Description
A big topic of discussion inside the company is "How should the new creations be called?" A mixture between an apple and a pear could be called an apple-pear, of course, but this doesn't sound very interesting. The boss finally decides to use the shortest string that contains both names of the original fruits as sub-strings as the new name. For instance, "applear" contains "apple" and "pear" (APPLEar and apPlEAR), and there is no shorter string that has the same property.

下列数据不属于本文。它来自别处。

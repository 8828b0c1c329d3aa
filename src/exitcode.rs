//! Standard exit codes (BSD sysexits.h compatible)

/// Successful termination
pub const OK: i32 = 0;

/// Command line usage error
pub const USAGE: i32 = 64;

/// Data format error (malformed tree document)
pub const DATAERR: i32 = 65;

/// Internal software error
pub const SOFTWARE: i32 = 70;

/// Input/output error
pub const IOERR: i32 = 74;

/// Configuration error
pub const CONFIG: i32 = 78;
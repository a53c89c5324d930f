//! Output formatting module

use freightdesk_app::app::AssignmentOutcome;
use freightdesk_domain::model::{
    AssignmentRecord, InventoryItem, Truck, Warehouse, WarehouseAssignments,
};
use freightdesk_domain::service::{format_amount, generate_capacity_report};
use freightdesk_types::{OutputFormat, Result};
use serde::Serialize;

fn print_json<T: Serialize + ?Sized>(value: &T) -> Result<()> {
    println!("{}", serde_json::to_string_pretty(value)?);
    Ok(())
}

fn truncate(text: &str, width: usize) -> String {
    if text.chars().count() > width {
        let cut: String = text.chars().take(width.saturating_sub(3)).collect();
        format!("{}...", cut)
    } else {
        text.to_string()
    }
}

pub fn output_trucks(output_format: OutputFormat, trucks: &[Truck]) -> Result<()> {
    match output_format {
        OutputFormat::Json => print_json(trucks),
        OutputFormat::Table => {
            print!("{}", render_trucks(trucks));
            Ok(())
        }
    }
}

fn render_trucks(trucks: &[Truck]) -> String {
    if trucks.is_empty() {
        return "No trucks available.\n".to_string();
    }
    let mut out = format!(
        "{:>6}  {:<28} {:>12} {:>10}  {:<12} {}\n",
        "ID", "Truck", "Weight(kg)", "Volume(m³)", "Status", "Driver"
    );
    out.push_str(&"-".repeat(84));
    out.push('\n');
    for truck in trucks {
        out.push_str(&format!(
            "{:>6}  {:<28} {:>12} {:>10}  {:<12} {}\n",
            truck.truck_id,
            truncate(&truck.display_name(), 28),
            format_amount(truck.capacity_weight),
            format_amount(truck.capacity_volume),
            truck.status.label(),
            truck.driver_name.as_deref().unwrap_or("-"),
        ));
    }
    out
}

pub fn output_warehouses(output_format: OutputFormat, warehouses: &[Warehouse]) -> Result<()> {
    match output_format {
        OutputFormat::Json => print_json(warehouses),
        OutputFormat::Table => {
            if warehouses.is_empty() {
                println!("No warehouses found.");
                return Ok(());
            }
            println!("{:>6}  {:<30} {:<30} {}", "ID", "Name", "Location", "Active");
            println!("{}", "-".repeat(76));
            for w in warehouses {
                println!(
                    "{:>6}  {:<30} {:<30} {}",
                    w.warehouse_id,
                    truncate(&w.name, 30),
                    truncate(w.location.as_deref().unwrap_or("-"), 30),
                    if w.active { "yes" } else { "no" }
                );
            }
            Ok(())
        }
    }
}

pub fn output_inventory(output_format: OutputFormat, items: &[InventoryItem]) -> Result<()> {
    match output_format {
        OutputFormat::Json => print_json(items),
        OutputFormat::Table => {
            print!("{}", render_inventory(items, &[]));
            Ok(())
        }
    }
}

/// Item table; rows whose id is in `marked` get a `*`
fn render_inventory(items: &[InventoryItem], marked: &[&InventoryItem]) -> String {
    if items.is_empty() {
        return "No inventory items found.\n".to_string();
    }
    let mut out = format!(
        "  {:>6}  {:<30} {:<14} {:>5} {:>10} {:>10}\n",
        "ID", "Name", "SKU", "Qty", "Wt(kg)", "Vol(m³)"
    );
    out.push_str(&"-".repeat(84));
    out.push('\n');
    for item in items {
        let mark = if marked.iter().any(|m| m.inventory_id == item.inventory_id) {
            '*'
        } else {
            ' '
        };
        out.push_str(&format!(
            "{} {:>6}  {:<30} {:<14} {:>5} {:>10} {:>10}\n",
            mark,
            item.inventory_id,
            truncate(&item.name, 30),
            truncate(&item.sku, 14),
            item.quantity,
            format_amount(item.line_weight()),
            format_amount(item.line_volume()),
        ));
    }
    out
}

pub fn output_assignments(output_format: OutputFormat, records: &[AssignmentRecord]) -> Result<()> {
    match output_format {
        OutputFormat::Json => print_json(records),
        OutputFormat::Table => {
            print!("{}", render_assignments(records));
            Ok(())
        }
    }
}

pub fn output_warehouse_assignments(
    output_format: OutputFormat,
    found: &WarehouseAssignments,
) -> Result<()> {
    match output_format {
        OutputFormat::Json => print_json(found),
        OutputFormat::Table => {
            print!("{}", render_warehouse_assignments(found));
            Ok(())
        }
    }
}

fn render_warehouse_assignments(found: &WarehouseAssignments) -> String {
    if found.is_empty() {
        return "No assignments found.\n".to_string();
    }
    let mut out = String::new();
    for (title, records) in [("Outgoing", &found.outgoing), ("Incoming", &found.incoming)] {
        out.push_str(&format!("{} ({}):\n", title, records.len()));
        if !records.is_empty() {
            out.push_str(&render_assignments(records));
        }
        out.push('\n');
    }
    out
}

fn render_assignments(records: &[AssignmentRecord]) -> String {
    if records.is_empty() {
        return "No assignments found.\n".to_string();
    }
    let dash = || "-".to_string();
    let mut out = format!(
        "{:>6}  {:<14} {:<20} {:<20} {:>5}  {:<11} {}\n",
        "ID", "Truck", "From", "To", "Items", "Status", "Date"
    );
    out.push_str(&"-".repeat(96));
    out.push('\n');
    for r in records {
        out.push_str(&format!(
            "{:>6}  {:<14} {:<20} {:<20} {:>5}  {:<11} {}\n",
            r.assignment_id.map(|id| id.to_string()).unwrap_or_else(dash),
            truncate(r.truck_registration_number.as_deref().unwrap_or("-"), 14),
            truncate(r.origin_warehouse_name.as_deref().unwrap_or("-"), 20),
            truncate(r.destination_warehouse_name.as_deref().unwrap_or("-"), 20),
            r.assigned_inventory.len(),
            r.status.map(|s| s.to_string()).unwrap_or_else(dash),
            r.assignment_date
                .map(|d| d.format("%Y-%m-%d %H:%M").to_string())
                .unwrap_or_else(dash),
        ));
    }
    out
}

pub fn output_outcome(
    output_format: OutputFormat,
    outcome: &AssignmentOutcome,
    show_listing: bool,
) -> Result<()> {
    if output_format == OutputFormat::Json {
        return print_json(outcome);
    }

    let report = generate_capacity_report(&outcome.capacity, &outcome.truck, outcome.items.len());
    println!("{}", report);
    println!("Items:");
    print!("{}", render_inventory(&outcome.items, &[]));

    if show_listing {
        let selected: Vec<&InventoryItem> = outcome.items.iter().collect();
        println!("\nMatching stock (* = selected):");
        print!("{}", render_inventory(&outcome.visible, &selected));
    }

    println!();
    match outcome.record {
        None => println!("Dry run: assignment is valid and was not submitted."),
        Some(ref record) => {
            let message = record
                .message
                .as_deref()
                .filter(|m| !m.trim().is_empty())
                .unwrap_or("Inventory assigned successfully");
            match record.assignment_id {
                Some(id) => println!("{} (assignment #{})", message, id),
                None => println!("{}", message),
            }
        }
    }
    Ok(())
}
//! Inventory item definitions

use freightdesk_types::{InventoryId, WarehouseId};
use serde::{Deserialize, Serialize};

/// Stock line held by a single warehouse
#[derive(Debug, Clone, PartialEq, Serialize, Deserialize)]
#[serde(rename_all = "camelCase")]
pub struct InventoryItem {
    pub inventory_id: InventoryId,
    #[serde(alias = "itemName")]
    pub name: String,
    pub sku: String,
    /// Units on hand
    pub quantity: u32,
    /// Per-unit weight (kg)
    #[serde(default)]
    pub weight: f64,
    /// Per-unit volume (m³)
    #[serde(default)]
    pub volume: f64,
    #[serde(default)]
    pub warehouse_id: Option<WarehouseId>,
}

impl InventoryItem {
    /// Weight of the whole on-hand quantity
    pub fn line_weight(&self) -> f64 {
        self.weight * f64::from(self.quantity)
    }

    /// Volume of the whole on-hand quantity
    pub fn line_volume(&self) -> f64 {
        self.volume * f64::from(self.quantity)
    }
}
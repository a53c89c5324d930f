//! Error types for freightdesk

use thiserror::Error;

/// Configuration-related errors
#[derive(Debug, Error)]
pub enum ConfigError {
    #[error("Configuration not found")]
    NotFound,

    #[error("Failed to parse configuration: {0}")]
    ParseError(String),

    #[error("Invalid configuration value for {key}: {message}")]
    InvalidValue { key: String, message: String },
}

/// Errors raised while talking to the REST backend
#[derive(Debug, Error)]
pub enum ApiError {
    /// Credential missing, expired or refused (401/403)
    #[error("Not authorized: {0}")]
    Unauthorized(String),

    /// Request never produced a response (connect failure, timeout)
    #[error("Network error: {0}")]
    Transport(String),

    /// Server answered with a failure; message is passed through verbatim
    #[error("{message}")]
    Rejected { status: Option<u16>, message: String },

    /// Server answered 2xx but the body was not what we expected
    #[error("Unexpected response from server: {0}")]
    Decode(String),
}

impl ApiError {
    /// Transport failures may succeed on a later attempt; everything else needs
    /// the user to change something first.
    pub fn is_retryable(&self) -> bool {
        matches!(self, ApiError::Transport(_))
    }
}

#[derive(Debug, Error)]
pub enum Error {
    #[error("IO error: {0}")]
    Io(#[from] std::io::Error),

    #[error("JSON error: {0}")]
    Json(#[from] serde_json::Error),

    #[error("Configuration error: {0}")]
    Config(#[from] ConfigError),

    #[error(transparent)]
    Api(#[from] ApiError),

    #[error("Permission denied: {0}")]
    Forbidden(String),

    /// Request refused locally before anything was sent
    #[error("{0}")]
    Invalid(String),
}

pub type Result<T> = std::result::Result<T, Error>;
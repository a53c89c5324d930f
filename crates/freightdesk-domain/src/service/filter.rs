//! Free-text inventory search

use crate::model::InventoryItem;

/// Case-insensitive substring match against item name or SKU.
/// An empty (or blank) term matches everything.
pub fn matches_search(item: &InventoryItem, term: &str) -> bool {
    let term = term.trim();
    if term.is_empty() {
        return true;
    }
    let needle = term.to_lowercase();
    item.name.to_lowercase().contains(&needle) || item.sku.to_lowercase().contains(&needle)
}

pub fn filter_inventory<'a>(items: &'a [InventoryItem], term: &str) -> Vec<&'a InventoryItem> {
    items.iter().filter(|item| matches_search(item, term)).collect()
}

#[cfg(test)]
mod tests {
    use super::*;
    use freightdesk_types::InventoryId;

    fn item(id: i64, name: &str, sku: &str) -> InventoryItem {
        InventoryItem {
            inventory_id: InventoryId(id),
            name: name.to_string(),
            sku: sku.to_string(),
            quantity: 1,
            weight: 1.0,
            volume: 1.0,
            warehouse_id: None,
        }
    }

    #[test]
    fn test_matches_name_case_insensitive() {
        let items = vec![item(1, "Blue Widget", "BW1"), item(2, "Red Gadget", "RG2")];
        let hits = filter_inventory(&items, "blue");
        assert_eq!(hits.len(), 1);
        assert_eq!(hits[0].inventory_id, InventoryId(1));
    }

    #[test]
    fn test_matches_sku() {
        let items = vec![item(1, "Blue Widget", "BW1"), item(2, "Red Gadget", "RG2")];
        let hits = filter_inventory(&items, "rg");
        assert_eq!(hits.len(), 1);
        assert_eq!(hits[0].inventory_id, InventoryId(2));
    }

    #[test]
    fn test_blank_term_matches_all() {
        let items = vec![item(1, "Blue Widget", "BW1"), item(2, "Red Gadget", "RG2")];
        assert_eq!(filter_inventory(&items, "").len(), 2);
        assert_eq!(filter_inventory(&items, "   ").len(), 2);
    }

    #[test]
    fn test_no_match() {
        let items = vec![item(1, "Blue Widget", "BW1")];
        assert!(filter_inventory(&items, "green").is_empty());
    }
}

A combination of a cranberry and a boysenberry would therefore be called a "boysecranberry" or a "craboysenberry", for example.
Your job is to write a program that computes such a shortest name for a combination of two given fruits. Your algorithm should be efficient, otherwise it is unlikely that it will execute in the alloted time for long fruit names.
Input
Input is terminated by end of file.
Output
Sample Input
apple peach ananas banana pear peach
Sample Output
appleach bananas pearch
這道題的對命名的規則本身就描述得不是很清楚,我都是看別人的代碼纔看懂的。代碼大體思路都懂,但是有些細節地方卻一知半解。不過感覺那個倒序存LCS的代碼應該是個模板。
代碼:
#include<stdio.h>
#include<string.h>
#include<math.h>
#include<stdlib.h>
#include<vector>
#include<queue>
#include<stack>
#include<iostream>
#include<string>
#include<algorithm>
using namespace std;
#define MaxSize 105
#define inf 0x3f3f3f3f
#define LL long long int
int n,m,cnt;
int dp[MaxSize][MaxSize];
char s1[MaxSize],s2[MaxSize];
struct node
{
int i,j;
char c;
} len[MaxSize];
void get_dp()//求出LCS長度
{
n=strlen(s1+1);//注意s1和s2的開始地址,strlen是從給的地址一直掃到'\0',如果這裏寫成了strlen(s1),那麼第一個就是'\0',n就是0了
m=strlen(s2+1);
for(int i=1; i<=n; i++)
{
for(int j=1; j<=m; j++)
{
if(s1[i]==s2[j])
dp[i][j]=dp[i-1][j-1]+1;
else
dp[i][j]=max(dp[i-1][j],dp[i][j-1]);
}
}
}
void get_LCS()//儲存LCS裏面的字母
{
int i=n;
int j=m;
cnt=1;
while(i!=0 && j!=0)//倒着去找。這樣能理解,沒問題,但是不知道能不能用正序找。
{
if(s1[i]==s2[j] && dp[i][j] == dp[i-1][j-1]+1)
{
len[cnt].i=i;
len[cnt].j=j;
len[cnt].c=s1[i];
cnt++;
i--;
j--;
}
else if(dp[i-1][j] > dp[i][j-1])//說明i-1之前有和s2[j]一樣的字母,於是i就慢慢退,去找那個字母,那就是第一次讓dp加1的公共字母(感覺上好像是這樣,實際上並沒有想明白)
i--;
else
j--;
}
}
int main()
{
while(~scanf("%s%s",s1+1,s2+1))//從數組的1位置開始,會省去關於dp下標的不少麻煩
{
memset(dp,0,sizeof(dp));
get_dp();
get_LCS();
int i=1;
int j=1;
for(int k=cnt-1;k>=1;k--)
{
while(i!=len[k].i)//將第一串的輸出位置標記慢慢調整到LCS字母之前
{
printf("%c",s1[i]);
i++;
}
while(j!=len[k].j)//將第二串的輸出位置標記慢慢調整到LCS字母之前
{
printf("%c",s2[j]);
j++;
}
printf("%c",len[k].c);//輸出當前的LCS字母
i++;
j++;
}
for(int k=i;k<=n;k++)//把第一串LCS之後的字符串輸出來
printf("%c",s1[k]);
for(int k=j;k<=m;k++)//把第二串LCS之後的字符串輸出來
printf("%c",s2[k]);
printf("\n");
}
return 0;
}//FROM CJZ